Bazoum, who has not resigned, defiantly tweeted Thursday from his place of detention that democracy will prevail.
It was not clear who enjoyed the support of the majority of the population, but in the streets of Niamey, the capital, there was calm and a certain atmosphere of celebration. Some drivers honked their car horns in solidarity with the security forces, although it was not clear if in support of the coup. In other cities, people rested after Friday noon prayers and others kept businesses open.
“We must pray to God that people unite and peace returns to the country. We don’t want so many protests in the country because it’s not good… I hope this government does a good job,” said Gerard Sassou, a shopkeeper in Niamey.

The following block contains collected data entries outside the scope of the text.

//! Google Calendar API client.
//!
//! Low-level HTTP client for the Calendar API v3: paged event listing for a
//! month window, and batch execution of insert/delete operations over the
//! `multipart/mixed` batch endpoint.

use std::time::Duration;

use serde::{Deserialize, Serialize};
use tracing::debug;

use salatsync_core::{MonthWindow, PrayerEvent};

use crate::api::{BatchItem, BatchOutcome, BoxFuture, CalendarApi, CalendarOp, EventPage};
use crate::error::{CalendarError, CalendarResult};

/// Base URL for Google Calendar API v3.
const CALENDAR_API_BASE: &str = "https://www.googleapis.com/calendar/v3";

/// The batch endpoint; one call executes a group of operations.
const BATCH_URL: &str = "https://www.googleapis.com/batch/calendar/v3";

/// Multipart boundary for batch request bodies.
const BATCH_BOUNDARY: &str = "batch_salatsync";

/// Google Calendar API client.
#[derive(Debug)]
pub struct GoogleCalendarClient {
    http_client: reqwest::Client,
    access_token: String,
}

impl GoogleCalendarClient {
    /// Creates a new client with the given access token and request timeout.
    pub fn new(access_token: impl Into<String>, timeout: Duration) -> Self {
        let http_client = reqwest::Client::builder()
            .timeout(timeout)
            .build()
            .expect("failed to create HTTP client");

        Self {
            http_client,
            access_token: access_token.into(),
        }
    }

    async fn list_page(
        &self,
        calendar_id: &str,
        window: &MonthWindow,
        page_token: Option<String>,
    ) -> CalendarResult<EventPage> {
        let url = format!(
            "{}/calendars/{}/events",
            CALENDAR_API_BASE,
            urlencoding::encode(calendar_id)
        );

        let mut request = self
            .http_client
            .get(&url)
            .bearer_auth(&self.access_token)
            .query(&[
                ("timeMin", window.start.to_rfc3339()),
                ("timeMax", window.end.to_rfc3339()),
                ("singleEvents", "true".to_string()),
                ("showDeleted", "false".to_string()),
            ]);

        if let Some(token) = page_token {
            request = request.query(&[("pageToken", token)]);
        }

        let response = request.send().await.map_err(|e| {
            if e.is_timeout() {
                CalendarError::network("request timeout")
            } else if e.is_connect() {
                CalendarError::network(format!("connection failed: {}", e))
            } else {
                CalendarError::network(format!("request failed: {}", e))
            }
        })?;

        let status = response.status();
        if status == reqwest::StatusCode::UNAUTHORIZED {
            return Err(CalendarError::auth("access token expired or invalid"));
        }
        if !status.is_success() {
            let body = response.text().await.unwrap_or_default();
            return Err(CalendarError::api(status.as_u16(), body));
        }

        let body = response
            .text()
            .await
            .map_err(|e| CalendarError::network(format!("failed to read response: {}", e)))?;

        let list: EventListResponse = serde_json::from_str(&body)
            .map_err(|e| CalendarError::invalid_response(format!("failed to parse response: {}", e)))?;

        let event_ids = list.items.into_iter().filter_map(|e| e.id).collect();
        Ok(EventPage {
            event_ids,
            next_page_token: list.next_page_token,
        })
    }

    async fn submit_batch(&self, items: &[BatchItem]) -> CalendarResult<Vec<BatchOutcome>> {
        let body = encode_batch_body(items);
        debug!("submitting batch of {} operations", items.len());

        let response = self
            .http_client
            .post(BATCH_URL)
            .bearer_auth(&self.access_token)
            .header(
                "Content-Type",
                format!("multipart/mixed; boundary={}", BATCH_BOUNDARY),
            )
            .body(body)
            .send()
            .await
            .map_err(|e| CalendarError::network(format!("batch request failed: {}", e)))?;

        let status = response.status();
        if status == reqwest::StatusCode::UNAUTHORIZED {
            return Err(CalendarError::auth("access token expired or invalid"));
        }
        if !status.is_success() {
            let body = response.text().await.unwrap_or_default();
            return Err(CalendarError::api(status.as_u16(), body));
        }

        let boundary = response
            .headers()
            .get("Content-Type")
            .and_then(|v| v.to_str().ok())
            .and_then(boundary_param)
            .ok_or_else(|| {
                CalendarError::invalid_response("batch response is not multipart/mixed")
            })?;

        let body = response
            .text()
            .await
            .map_err(|e| CalendarError::network(format!("failed to read response: {}", e)))?;

        parse_batch_response(&boundary, &body, items)
    }
}

impl CalendarApi for GoogleCalendarClient {
    fn list_events_page<'a>(
        &'a self,
        calendar_id: &'a str,
        window: &'a MonthWindow,
        page_token: Option<String>,
    ) -> BoxFuture<'a, CalendarResult<EventPage>> {
        Box::pin(async move { self.list_page(calendar_id, window, page_token).await })
    }

    fn execute_batch<'a>(
        &'a self,
        items: &'a [BatchItem],
    ) -> BoxFuture<'a, CalendarResult<Vec<BatchOutcome>>> {
        Box::pin(async move { self.submit_batch(items).await })
    }
}

/// Encodes a group of operations as a `multipart/mixed` batch body.
///
/// Each part is an `application/http` envelope whose `Content-ID` carries
/// the item's request id; the response parts echo it back prefixed with
/// `response-`.
fn encode_batch_body(items: &[BatchItem]) -> String {
    let mut body = String::new();

    for item in items {
        body.push_str(&format!("--{}\r\n", BATCH_BOUNDARY));
        body.push_str("Content-Type: application/http\r\n");
        body.push_str(&format!("Content-ID: <{}>\r\n\r\n", item.request_id));

        match &item.op {
            CalendarOp::Insert { calendar_id, event } => {
                let payload = serde_json::to_string(&EventResource::from(event))
                    .expect("event serializes");
                body.push_str(&format!(
                    "POST /calendar/v3/calendars/{}/events HTTP/1.1\r\n",
                    urlencoding::encode(calendar_id)
                ));
                body.push_str("Content-Type: application/json; charset=UTF-8\r\n\r\n");
                body.push_str(&payload);
                body.push_str("\r\n");
            }
            CalendarOp::Delete {
                calendar_id,
                event_id,
            } => {
                body.push_str(&format!(
                    "DELETE /calendar/v3/calendars/{}/events/{} HTTP/1.1\r\n\r\n",
                    urlencoding::encode(calendar_id),
                    urlencoding::encode(event_id)
                ));
            }
        }
    }

    body.push_str(&format!("--{}--\r\n", BATCH_BOUNDARY));
    body
}

/// Extracts the `boundary` parameter from a Content-Type header value.
fn boundary_param(content_type: &str) -> Option<String> {
    content_type.split(';').find_map(|part| {
        let part = part.trim();
        part.strip_prefix("boundary=")
            .map(|b| b.trim_matches('"').to_string())
    })
}

/// Parses a `multipart/mixed` batch response into per-item outcomes.
///
/// Items whose response part carries no usable `Content-ID` are matched by
/// position instead.
fn parse_batch_response(
    boundary: &str,
    body: &str,
    items: &[BatchItem],
) -> CalendarResult<Vec<BatchOutcome>> {
    let delimiter = format!("--{}", boundary);
    let mut outcomes = Vec::new();

    for (index, part) in body
        .split(delimiter.as_str())
        .skip(1)
        .filter(|p| !p.trim().is_empty() && p.trim() != "--")
        .enumerate()
    {
        let request_id = part
            .lines()
            .find_map(|line| {
                let rest = line.strip_prefix("Content-ID:")?.trim();
                Some(
                    rest.trim_matches(['<', '>'])
                        .trim_start_matches("response-")
                        .to_string(),
                )
            })
            .or_else(|| items.get(index).map(|i| i.request_id.clone()))
            .unwrap_or_else(|| format!("unknown-{}", index + 1));

        let status = part
            .lines()
            .find_map(|line| {
                let rest = line.strip_prefix("HTTP/")?;
                rest.split_whitespace().nth(1)?.parse::<u16>().ok()
            })
            .ok_or_else(|| {
                CalendarError::invalid_response("batch response part has no status line")
            })?;

        let error = if (200..300).contains(&status) {
            None
        } else {
            // Everything after the inner header block is the error payload.
            Some(
                part.split_once("\r\n\r\n")
                    .and_then(|(_, rest)| rest.split_once("\r\n\r\n"))
                    .map(|(_, payload)| payload.trim().to_string())
                    .unwrap_or_else(|| format!("HTTP {}", status)),
            )
        };

        outcomes.push(BatchOutcome {
            request_id,
            status,
            error,
        });
    }

    if outcomes.is_empty() && !items.is_empty() {
        return Err(CalendarError::invalid_response(
            "batch response contained no parts",
        ));
    }

    Ok(outcomes)
}

/// Response from the events.list endpoint.
#[derive(Debug, Deserialize)]
#[serde(rename_all = "camelCase")]
struct EventListResponse {
    #[serde(default)]
    items: Vec<ApiEvent>,
    next_page_token: Option<String>,
}

/// A single event from the listing; only the id is needed for deletion.
#[derive(Debug, Deserialize)]
struct ApiEvent {
    id: Option<String>,
}

/// Wire payload for event insertion.
#[derive(Debug, Serialize, Deserialize)]
struct EventResource {
    summary: String,
    start: EventDateTime,
    end: EventDateTime,
}

#[derive(Debug, Serialize, Deserialize)]
#[serde(rename_all = "camelCase")]
struct EventDateTime {
    date_time: String,
    time_zone: String,
}

impl From<&PrayerEvent> for EventResource {
    fn from(event: &PrayerEvent) -> Self {
        Self {
            summary: event.summary.clone(),
            start: EventDateTime {
                date_time: event.start_string(),
                time_zone: event.timezone.name().to_string(),
            },
            end: EventDateTime {
                date_time: event.end_string(),
                time_zone: event.timezone.name().to_string(),
            },
        }
    }
}

#[cfg(test)]
mod tests {
    use super::*;
    use chrono::{Duration as ChronoDuration, NaiveDateTime};

    fn naive(s: &str) -> NaiveDateTime {
        NaiveDateTime::parse_from_str(s, "%Y-%m-%dT%H:%M:%S").unwrap()
    }

    fn insert_item(id: &str) -> BatchItem {
        BatchItem {
            request_id: id.to_string(),
            op: CalendarOp::Insert {
                calendar_id: "cal@group.calendar.google.com".to_string(),
                event: PrayerEvent::build(
                    "Fajr",
                    naive("2025-08-07T05:07:33"),
                    chrono_tz::Europe::Berlin,
                    ChronoDuration::minutes(15),
                ),
            },
        }
    }

    fn delete_item(id: &str, event_id: &str) -> BatchItem {
        BatchItem {
            request_id: id.to_string(),
            op: CalendarOp::Delete {
                calendar_id: "cal@group.calendar.google.com".to_string(),
                event_id: event_id.to_string(),
            },
        }
    }

    #[test]
    fn parse_event_list_response() {
        let json = r#"{
            "items": [
                { "id": "event1", "summary": "Fajr" },
                { "id": "event2" }
            ],
            "nextPageToken": "token-abc"
        }"#;

        let response: EventListResponse = serde_json::from_str(json).unwrap();
        assert_eq!(response.items.len(), 2);
        assert_eq!(response.next_page_token, Some("token-abc".to_string()));
    }

    #[test]
    fn event_resource_carries_rounded_local_times() {
        let item = insert_item("create-events-de-1-1");
        let CalendarOp::Insert { ref event, .. } = item.op else {
            unreachable!()
        };

        let resource = EventResource::from(event);
        let json = serde_json::to_value(&resource).unwrap();
        assert_eq!(json["summary"], "Fajr");
        assert_eq!(json["start"]["dateTime"], "2025-08-07T05:08:00");
        assert_eq!(json["start"]["timeZone"], "Europe/Berlin");
        assert_eq!(json["end"]["dateTime"], "2025-08-07T05:23:00");
    }

    #[test]
    fn batch_body_contains_one_part_per_item() {
        let items = [
            delete_item("delete-cal@group.-1-1", "event1"),
            insert_item("create-events-de-1-1"),
        ];

        let body = encode_batch_body(&items);

        assert_eq!(body.matches("Content-Type: application/http").count(), 2);
        assert!(body.contains("Content-ID: <delete-cal@group.-1-1>"));
        assert!(body.contains("DELETE /calendar/v3/calendars/cal%40group.calendar.google.com/events/event1 HTTP/1.1"));
        assert!(body.contains("POST /calendar/v3/calendars/cal%40group.calendar.google.com/events HTTP/1.1"));
        assert!(body.ends_with(&format!("--{}--\r\n", BATCH_BOUNDARY)));
    }

    #[test]
    fn boundary_param_extraction() {
        assert_eq!(
            boundary_param("multipart/mixed; boundary=batch_abc123"),
            Some("batch_abc123".to_string())
        );
        assert_eq!(
            boundary_param("multipart/mixed; boundary=\"quoted\""),
            Some("quoted".to_string())
        );
        assert_eq!(boundary_param("application/json"), None);
    }

    #[test]
    fn parse_batch_response_mixed_outcomes() {
        let items = [
            delete_item("tag-1-1", "event1"),
            delete_item("tag-1-2", "event2"),
        ];
        let body = "--batch_xyz\r\n\
            Content-Type: application/http\r\n\
            Content-ID: <response-tag-1-1>\r\n\
            \r\n\
            HTTP/1.1 204 No Content\r\n\
            \r\n\
            \r\n\
            --batch_xyz\r\n\
            Content-Type: application/http\r\n\
            Content-ID: <response-tag-1-2>\r\n\
            \r\n\
            HTTP/1.1 404 Not Found\r\n\
            Content-Type: application/json\r\n\
            \r\n\
            {\"error\": {\"code\": 404}}\r\n\
            --batch_xyz--\r\n";

        let outcomes = parse_batch_response("batch_xyz", body, &items).unwrap();

        assert_eq!(outcomes.len(), 2);
        assert_eq!(outcomes[0].request_id, "tag-1-1");
        assert_eq!(outcomes[0].status, 204);
        assert!(outcomes[0].is_success());
        assert_eq!(outcomes[1].request_id, "tag-1-2");
        assert_eq!(outcomes[1].status, 404);
        assert!(outcomes[1].error.as_deref().unwrap().contains("404"));
    }

    #[test]
    fn parse_batch_response_without_content_ids_matches_by_position() {
        let items = [delete_item("tag-1-1", "event1")];
        let body = "--b\r\n\
            Content-Type: application/http\r\n\
            \r\n\
            HTTP/1.1 200 OK\r\n\
            \r\n\
            {}\r\n\
            --b--\r\n";

        let outcomes = parse_batch_response("b", body, &items).unwrap();
        assert_eq!(outcomes.len(), 1);
        assert_eq!(outcomes[0].request_id, "tag-1-1");
    }

    #[test]
    fn empty_batch_response_is_invalid() {
        let items = [delete_item("tag-1-1", "event1")];
        let err = parse_batch_response("b", "", &items).unwrap_err();
        assert!(matches!(err, CalendarError::InvalidResponse { .. }));
    }
}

That is exactly what many in the West probably fear.
Tchiani’s criticism of Bazoum’s methods and how security has worked in the past will undoubtedly unsettle the United States, France and the European Union, said Andrew Lebovich, a researcher at the Clingendael Institute.
“This will mean some changes going forward in the security partnerships with Niger,” he said.
Although Tchani tried to project an image of control, the situation seemed to flow. A Nigerian delegation, hoping to serve as a mediator, left shortly after arriving, and the president of Benin, chosen as mediator by the ECOWAS regional bloc, had not arrived.
The bloc called an emergency meeting on Sunday in Abuja, the Nigerian capital.